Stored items
'''

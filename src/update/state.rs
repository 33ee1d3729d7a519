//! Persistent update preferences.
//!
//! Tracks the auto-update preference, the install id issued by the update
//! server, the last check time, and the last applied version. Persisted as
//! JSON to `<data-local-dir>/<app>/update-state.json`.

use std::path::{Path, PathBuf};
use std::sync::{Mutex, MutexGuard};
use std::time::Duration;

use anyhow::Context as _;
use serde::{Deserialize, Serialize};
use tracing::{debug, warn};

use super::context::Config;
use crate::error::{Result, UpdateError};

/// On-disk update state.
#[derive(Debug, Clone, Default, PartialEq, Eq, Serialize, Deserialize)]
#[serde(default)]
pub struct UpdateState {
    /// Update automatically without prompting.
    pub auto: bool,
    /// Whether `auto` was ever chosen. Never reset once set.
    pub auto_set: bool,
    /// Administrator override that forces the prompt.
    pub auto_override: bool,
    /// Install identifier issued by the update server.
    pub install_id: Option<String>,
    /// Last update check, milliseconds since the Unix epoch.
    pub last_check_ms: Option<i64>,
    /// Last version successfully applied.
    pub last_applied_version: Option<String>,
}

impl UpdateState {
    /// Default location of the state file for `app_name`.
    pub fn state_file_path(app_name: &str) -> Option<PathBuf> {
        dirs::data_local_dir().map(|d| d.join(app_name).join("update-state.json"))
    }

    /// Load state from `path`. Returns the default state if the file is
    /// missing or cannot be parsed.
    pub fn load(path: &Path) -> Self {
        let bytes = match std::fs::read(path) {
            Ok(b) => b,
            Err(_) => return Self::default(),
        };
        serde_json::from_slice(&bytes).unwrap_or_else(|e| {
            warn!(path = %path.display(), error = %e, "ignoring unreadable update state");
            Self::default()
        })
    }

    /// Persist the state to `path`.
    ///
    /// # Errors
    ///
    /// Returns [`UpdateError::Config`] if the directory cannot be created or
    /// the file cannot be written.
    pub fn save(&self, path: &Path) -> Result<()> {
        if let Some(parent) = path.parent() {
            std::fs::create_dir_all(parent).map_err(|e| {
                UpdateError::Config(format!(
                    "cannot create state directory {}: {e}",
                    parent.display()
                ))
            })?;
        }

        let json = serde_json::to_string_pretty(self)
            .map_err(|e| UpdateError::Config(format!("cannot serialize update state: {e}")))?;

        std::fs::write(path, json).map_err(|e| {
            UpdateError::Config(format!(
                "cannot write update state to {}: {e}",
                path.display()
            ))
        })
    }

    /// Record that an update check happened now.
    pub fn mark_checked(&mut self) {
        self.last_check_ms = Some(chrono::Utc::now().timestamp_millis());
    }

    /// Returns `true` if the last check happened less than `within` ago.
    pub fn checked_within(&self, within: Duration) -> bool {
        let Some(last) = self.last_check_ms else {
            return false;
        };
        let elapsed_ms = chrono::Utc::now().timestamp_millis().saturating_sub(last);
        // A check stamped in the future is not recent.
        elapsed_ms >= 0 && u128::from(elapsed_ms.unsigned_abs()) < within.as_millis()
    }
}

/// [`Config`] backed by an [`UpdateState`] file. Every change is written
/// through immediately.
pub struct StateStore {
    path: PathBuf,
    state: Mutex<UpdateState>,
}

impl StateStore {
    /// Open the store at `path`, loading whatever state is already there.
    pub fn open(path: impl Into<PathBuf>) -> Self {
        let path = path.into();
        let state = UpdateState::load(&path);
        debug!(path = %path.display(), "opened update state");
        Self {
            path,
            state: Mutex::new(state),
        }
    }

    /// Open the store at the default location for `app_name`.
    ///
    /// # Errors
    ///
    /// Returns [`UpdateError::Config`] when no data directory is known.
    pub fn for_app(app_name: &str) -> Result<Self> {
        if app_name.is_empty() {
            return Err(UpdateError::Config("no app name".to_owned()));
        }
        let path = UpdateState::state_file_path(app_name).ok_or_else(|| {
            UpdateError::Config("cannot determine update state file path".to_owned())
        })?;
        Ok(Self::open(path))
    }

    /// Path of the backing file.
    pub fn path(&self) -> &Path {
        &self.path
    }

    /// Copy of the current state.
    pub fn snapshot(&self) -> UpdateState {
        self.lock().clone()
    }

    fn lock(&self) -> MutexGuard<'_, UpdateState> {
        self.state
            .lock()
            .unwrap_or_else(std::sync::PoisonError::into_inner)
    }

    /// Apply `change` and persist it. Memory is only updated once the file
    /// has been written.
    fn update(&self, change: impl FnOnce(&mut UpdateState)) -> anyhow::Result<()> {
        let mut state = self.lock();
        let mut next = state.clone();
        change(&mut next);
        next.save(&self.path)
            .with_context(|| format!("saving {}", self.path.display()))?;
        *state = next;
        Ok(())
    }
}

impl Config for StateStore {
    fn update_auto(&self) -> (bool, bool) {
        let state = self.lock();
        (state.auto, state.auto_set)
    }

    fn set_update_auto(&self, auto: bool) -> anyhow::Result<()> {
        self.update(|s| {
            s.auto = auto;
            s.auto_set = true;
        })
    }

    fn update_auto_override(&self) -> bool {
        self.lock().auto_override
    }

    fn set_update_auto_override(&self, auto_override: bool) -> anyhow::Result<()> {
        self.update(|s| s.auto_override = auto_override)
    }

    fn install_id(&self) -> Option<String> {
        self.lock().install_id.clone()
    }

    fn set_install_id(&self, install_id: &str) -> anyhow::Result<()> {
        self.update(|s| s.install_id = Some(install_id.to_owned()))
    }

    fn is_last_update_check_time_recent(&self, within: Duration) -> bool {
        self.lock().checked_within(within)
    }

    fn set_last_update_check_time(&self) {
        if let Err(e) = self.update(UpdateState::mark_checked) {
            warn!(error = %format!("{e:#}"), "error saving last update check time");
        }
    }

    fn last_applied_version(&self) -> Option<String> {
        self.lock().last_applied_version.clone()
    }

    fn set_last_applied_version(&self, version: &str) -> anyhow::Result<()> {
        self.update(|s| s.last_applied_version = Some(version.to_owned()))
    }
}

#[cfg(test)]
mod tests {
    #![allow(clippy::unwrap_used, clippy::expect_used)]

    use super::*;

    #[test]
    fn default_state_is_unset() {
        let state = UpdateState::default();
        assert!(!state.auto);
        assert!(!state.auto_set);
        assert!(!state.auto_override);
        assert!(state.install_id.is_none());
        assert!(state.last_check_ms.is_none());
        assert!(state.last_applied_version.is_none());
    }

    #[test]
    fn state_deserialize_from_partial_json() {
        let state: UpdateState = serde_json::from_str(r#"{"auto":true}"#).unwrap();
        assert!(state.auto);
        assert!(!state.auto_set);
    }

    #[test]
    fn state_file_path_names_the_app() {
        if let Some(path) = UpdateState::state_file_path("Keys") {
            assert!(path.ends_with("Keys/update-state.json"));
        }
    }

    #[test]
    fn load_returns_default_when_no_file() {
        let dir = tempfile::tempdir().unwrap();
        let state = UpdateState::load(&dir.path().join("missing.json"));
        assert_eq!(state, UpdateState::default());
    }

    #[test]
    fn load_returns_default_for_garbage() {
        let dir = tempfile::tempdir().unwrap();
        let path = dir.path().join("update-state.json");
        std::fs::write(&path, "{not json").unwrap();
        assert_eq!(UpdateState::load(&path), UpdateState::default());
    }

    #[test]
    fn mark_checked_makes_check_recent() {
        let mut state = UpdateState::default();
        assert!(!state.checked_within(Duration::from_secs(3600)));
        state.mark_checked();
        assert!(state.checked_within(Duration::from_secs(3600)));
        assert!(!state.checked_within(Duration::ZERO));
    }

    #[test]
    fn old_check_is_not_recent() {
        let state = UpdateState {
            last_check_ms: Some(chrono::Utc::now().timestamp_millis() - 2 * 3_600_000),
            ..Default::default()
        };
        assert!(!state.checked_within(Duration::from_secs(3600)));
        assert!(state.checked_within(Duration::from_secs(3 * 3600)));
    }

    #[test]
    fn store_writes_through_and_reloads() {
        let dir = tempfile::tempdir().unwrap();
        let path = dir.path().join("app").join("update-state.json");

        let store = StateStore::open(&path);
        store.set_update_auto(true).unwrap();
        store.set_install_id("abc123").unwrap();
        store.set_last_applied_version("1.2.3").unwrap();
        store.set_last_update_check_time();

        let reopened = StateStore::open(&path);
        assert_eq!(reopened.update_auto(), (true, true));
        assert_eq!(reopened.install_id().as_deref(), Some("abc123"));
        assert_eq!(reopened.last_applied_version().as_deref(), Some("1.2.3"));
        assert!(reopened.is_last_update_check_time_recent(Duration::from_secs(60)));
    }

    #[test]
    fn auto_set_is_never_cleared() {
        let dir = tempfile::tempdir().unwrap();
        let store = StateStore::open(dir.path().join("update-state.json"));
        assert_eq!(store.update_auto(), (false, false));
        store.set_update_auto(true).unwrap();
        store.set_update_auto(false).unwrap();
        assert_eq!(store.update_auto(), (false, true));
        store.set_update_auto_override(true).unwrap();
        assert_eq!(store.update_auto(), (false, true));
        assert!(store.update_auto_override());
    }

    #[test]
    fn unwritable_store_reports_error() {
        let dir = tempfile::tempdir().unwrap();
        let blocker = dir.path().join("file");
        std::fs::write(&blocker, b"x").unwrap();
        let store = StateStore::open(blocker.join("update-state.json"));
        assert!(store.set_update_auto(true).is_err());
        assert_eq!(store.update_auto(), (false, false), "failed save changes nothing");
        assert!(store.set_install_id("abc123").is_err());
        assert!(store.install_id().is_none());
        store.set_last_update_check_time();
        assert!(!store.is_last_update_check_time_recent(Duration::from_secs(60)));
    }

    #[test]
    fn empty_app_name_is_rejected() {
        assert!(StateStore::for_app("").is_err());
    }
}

'''

- **Exercise description**
When the line with "determine update state" is reached in the data above, start copying there, and copy each line exactly until the line with "fn set_update_auto_override(&self, auto_override: bool)" has been copied; copy nothing else.

- **Answer section**
            UpdateError::Config("cannot determine update state file path".to_owned())
        })?;
        Ok(Self::open(path))
    }

    /// Path of the backing file.
    pub fn path(&self) -> &Path {
        &self.path
    }

    /// Copy of the current state.
    pub fn snapshot(&self) -> UpdateState {
        self.lock().clone()
    }

    fn lock(&self) -> MutexGuard<'_, UpdateState> {
        self.state
            .lock()
            .unwrap_or_else(std::sync::PoisonError::into_inner)
    }

    /// Apply `change` and persist it. Memory is only updated once the file
    /// has been written.
    fn update(&self, change: impl FnOnce(&mut UpdateState)) -> anyhow::Result<()> {
        let mut state = self.lock();
        let mut next = state.clone();
        change(&mut next);
        next.save(&self.path)
            .with_context(|| format!("saving {}", self.path.display()))?;
        *state = next;
        Ok(())
    }
}

impl Config for StateStore {
    fn update_auto(&self) -> (bool, bool) {
        let state = self.lock();
        (state.auto, state.auto_set)
    }

    fn set_update_auto(&self, auto: bool) -> anyhow::Result<()> {
        self.update(|s| {
            s.auto = auto;
            s.auto_set = true;
        })
    }

    fn update_auto_override(&self) -> bool {
        self.lock().auto_override
    }

    fn set_update_auto_override(&self, auto_override: bool) -> anyhow::Result<()> {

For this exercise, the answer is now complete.